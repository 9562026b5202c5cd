use std::fs;
use std::path::{Path, PathBuf};

use anyhow::{bail, Context, Result};
use mannequin_contracts::config::NormalizeParams;
use mannequin_contracts::events::{now_utc_iso, EventWriter, EXPORT_WRITTEN};
use mannequin_contracts::export::{
    pose_file_name, sanitize_pose_id, write_manifest, ExportManifest, ManifestVariant,
    MANIFEST_FILE_NAME, MANIFEST_SCHEMA_VERSION,
};
use serde_json::json;
use sha2::{Digest, Sha256};
use tracing::info;

use crate::providers::map_object;
use crate::session::{GeneratedVariant, VariantSession};

#[derive(Debug, Clone, PartialEq)]
pub struct ExportSummary {
    pub directory: PathBuf,
    pub manifest_path: PathBuf,
    pub files: Vec<PathBuf>,
    pub missing: Vec<String>,
}

/// Writes one populated slot as `pose_<id>_<Angle>.jpg` under `dir`.
pub fn save_variant(
    session: &VariantSession,
    label: &str,
    pose_id: &str,
    dir: &Path,
) -> Result<PathBuf> {
    let Some(angle) = session.angles().get(label) else {
        bail!(
            "unknown angle '{}' (available: {})",
            label,
            session.angles().labels().join(", ")
        );
    };
    let Some(variant) = session.get(&angle.label) else {
        bail!("no image for angle '{}' yet", angle.label);
    };
    fs::create_dir_all(dir).with_context(|| format!("failed creating {}", dir.display()))?;
    write_variant(variant, pose_id, dir)
}

/// Writes every populated slot plus `manifest.json` into `dir`. Absent
/// angles are listed in the manifest rather than failing the export.
pub fn export_session(
    session: &VariantSession,
    pose_id: &str,
    dir: &Path,
    params: &NormalizeParams,
    events: &EventWriter,
) -> Result<ExportSummary> {
    if session.populated_count() == 0 {
        bail!("nothing to export: no angle has an image yet");
    }
    fs::create_dir_all(dir).with_context(|| format!("failed creating {}", dir.display()))?;

    let pose_id = sanitize_pose_id(pose_id);
    let mut files = Vec::new();
    let mut rows = Vec::new();
    for variant in session.populated() {
        let path = write_variant(variant, &pose_id, dir)?;
        let normalized = &variant.normalized;
        rows.push(ManifestVariant {
            angle: variant.angle.clone(),
            file: pose_file_name(&pose_id, &variant.angle),
            width: normalized.width,
            height: normalized.height,
            size_kb: normalized.size_kb,
            quality: normalized.quality,
            within_budget: normalized.within_budget(),
            sha256: hex::encode(Sha256::digest(&normalized.bytes)),
            prompt: variant.prompt.clone(),
            provider_request: variant.provider_request.clone(),
            warnings: variant.warnings.clone(),
        });
        files.push(path);
    }

    let missing = session.absent();
    let model = session
        .populated()
        .next()
        .map(|variant| variant.model.clone())
        .unwrap_or_default();
    let manifest = ExportManifest {
        schema_version: MANIFEST_SCHEMA_VERSION,
        session_id: session.session_id().to_string(),
        pose_id: pose_id.clone(),
        model,
        exported_at: now_utc_iso(),
        target_width: params.target_width,
        target_height: params.target_height(),
        max_kilobytes: params.max_kilobytes,
        variants: rows,
        missing: missing.clone(),
    };
    let manifest_path = dir.join(MANIFEST_FILE_NAME);
    write_manifest(&manifest_path, &manifest)?;

    info!(
        dir = %dir.display(),
        files = files.len(),
        missing = missing.len(),
        "export written"
    );
    events.emit(
        EXPORT_WRITTEN,
        map_object(json!({
            "pose_id": pose_id,
            "dir": dir.display().to_string(),
            "files": files.iter().map(|path| path.display().to_string()).collect::<Vec<_>>(),
            "missing": missing,
        })),
    )?;

    Ok(ExportSummary {
        directory: dir.to_path_buf(),
        manifest_path,
        files,
        missing,
    })
}

fn write_variant(variant: &GeneratedVariant, pose_id: &str, dir: &Path) -> Result<PathBuf> {
    let path = dir.join(pose_file_name(pose_id, &variant.angle));
    fs::write(&path, &variant.normalized.bytes)
        .with_context(|| format!("failed writing {}", path.display()))?;
    Ok(path)
}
⁂
* **YOUR OBJECTIVE**
Start to finish, transcribe the listing above exactly.

* **REPLY**
repository 9562026b5202c5cd
use std::fs;
use std::path::{Path, PathBuf};

use anyhow::{bail, Context, Result};
use mannequin_contracts::config::NormalizeParams;
use mannequin_contracts::events::{now_utc_iso, EventWriter, EXPORT_WRITTEN};
use mannequin_contracts::export::{
    pose_file_name, sanitize_pose_id, write_manifest, ExportManifest, ManifestVariant,
    MANIFEST_FILE_NAME, MANIFEST_SCHEMA_VERSION,
};
use serde_json::json;
use sha2::{Digest, Sha256};
use tracing::info;

use crate::providers::map_object;
use crate::session::{GeneratedVariant, VariantSession};

#[derive(Debug, Clone, PartialEq)]
pub struct ExportSummary {
    pub directory: PathBuf,
    pub manifest_path: PathBuf,
    pub files: Vec<PathBuf>,
    pub missing: Vec<String>,
}

/// Writes one populated slot as `pose_<id>_<Angle>.jpg` under `dir`.
pub fn save_variant(
    session: &VariantSession,
    label: &str,
    pose_id: &str,
    dir: &Path,
) -> Result<PathBuf> {
    let Some(angle) = session.angles().get(label) else {
        bail!(
            "unknown angle '{}' (available: {})",
            label,
            session.angles().labels().join(", ")
        );
    };
    let Some(variant) = session.get(&angle.label) else {
        bail!("no image for angle '{}' yet", angle.label);
    };
    fs::create_dir_all(dir).with_context(|| format!("failed creating {}", dir.display()))?;
    write_variant(variant, pose_id, dir)
}

/// Writes every populated slot plus `manifest.json` into `dir`. Absent
/// angles are listed in the manifest rather than failing the export.
pub fn export_session(
    session: &VariantSession,
    pose_id: &str,
    dir: &Path,
    params: &NormalizeParams,
    events: &EventWriter,
) -> Result<ExportSummary> {
    if session.populated_count() == 0 {
        bail!("nothing to export: no angle has an image yet");
    }
    fs::create_dir_all(dir).with_context(|| format!("failed creating {}", dir.display()))?;

    let pose_id = sanitize_pose_id(pose_id);
    let mut files = Vec::new();
    let mut rows = Vec::new();
    for variant in session.populated() {
        let path = write_variant(variant, &pose_id, dir)?;
        let normalized = &variant.normalized;
        rows.push(ManifestVariant {
            angle: variant.angle.clone(),
            file: pose_file_name(&pose_id, &variant.angle),
            width: normalized.width,
            height: normalized.height,
            size_kb: normalized.size_kb,
            quality: normalized.quality,
            within_budget: normalized.within_budget(),
            sha256: hex::encode(Sha256::digest(&normalized.bytes)),
            prompt: variant.prompt.clone(),
            provider_request: variant.provider_request.clone(),
            warnings: variant.warnings.clone(),
        });
        files.push(path);
    }

    let missing = session.absent();
    let model = session
        .populated()
        .next()
        .map(|variant| variant.model.clone())
        .unwrap_or_default();
    let manifest = ExportManifest {
        schema_version: MANIFEST_SCHEMA_VERSION,
        session_id: session.session_id().to_string(),
        pose_id: pose_id.clone(),
        model,
        exported_at: now_utc_iso(),
        target_width: params.target_width,
        target_height: params.target_height(),
        max_kilobytes: params.max_kilobytes,
        variants: rows,
        missing: missing.clone(),
    };
    let manifest_path = dir.join(MANIFEST_FILE_NAME);
    write_manifest(&manifest_path, &manifest)?;

    info!(
        dir = %dir.display(),
        files = files.len(),
        missing = missing.len(),
        "export written"
    );
    events.emit(
        EXPORT_WRITTEN,
        map_object(json!({
            "pose_id": pose_id,
            "dir": dir.display().to_string(),
            "files": files.iter().map(|path| path.display().to_string()).collect::<Vec<_>>(),
            "missing": missing,
        })),
    )?;

    Ok(ExportSummary {
        directory: dir.to_path_buf(),
        manifest_path,
        files,
        missing,
    })
}

fn write_variant(variant: &GeneratedVariant, pose_id: &str, dir: &Path) -> Result<PathBuf> {
    let path = dir.join(pose_file_name(pose_id, &variant.angle));
    fs::write(&path, &variant.normalized.bytes)
        .with_context(|| format!("failed writing {}", path.display()))?;
    Ok(path)
}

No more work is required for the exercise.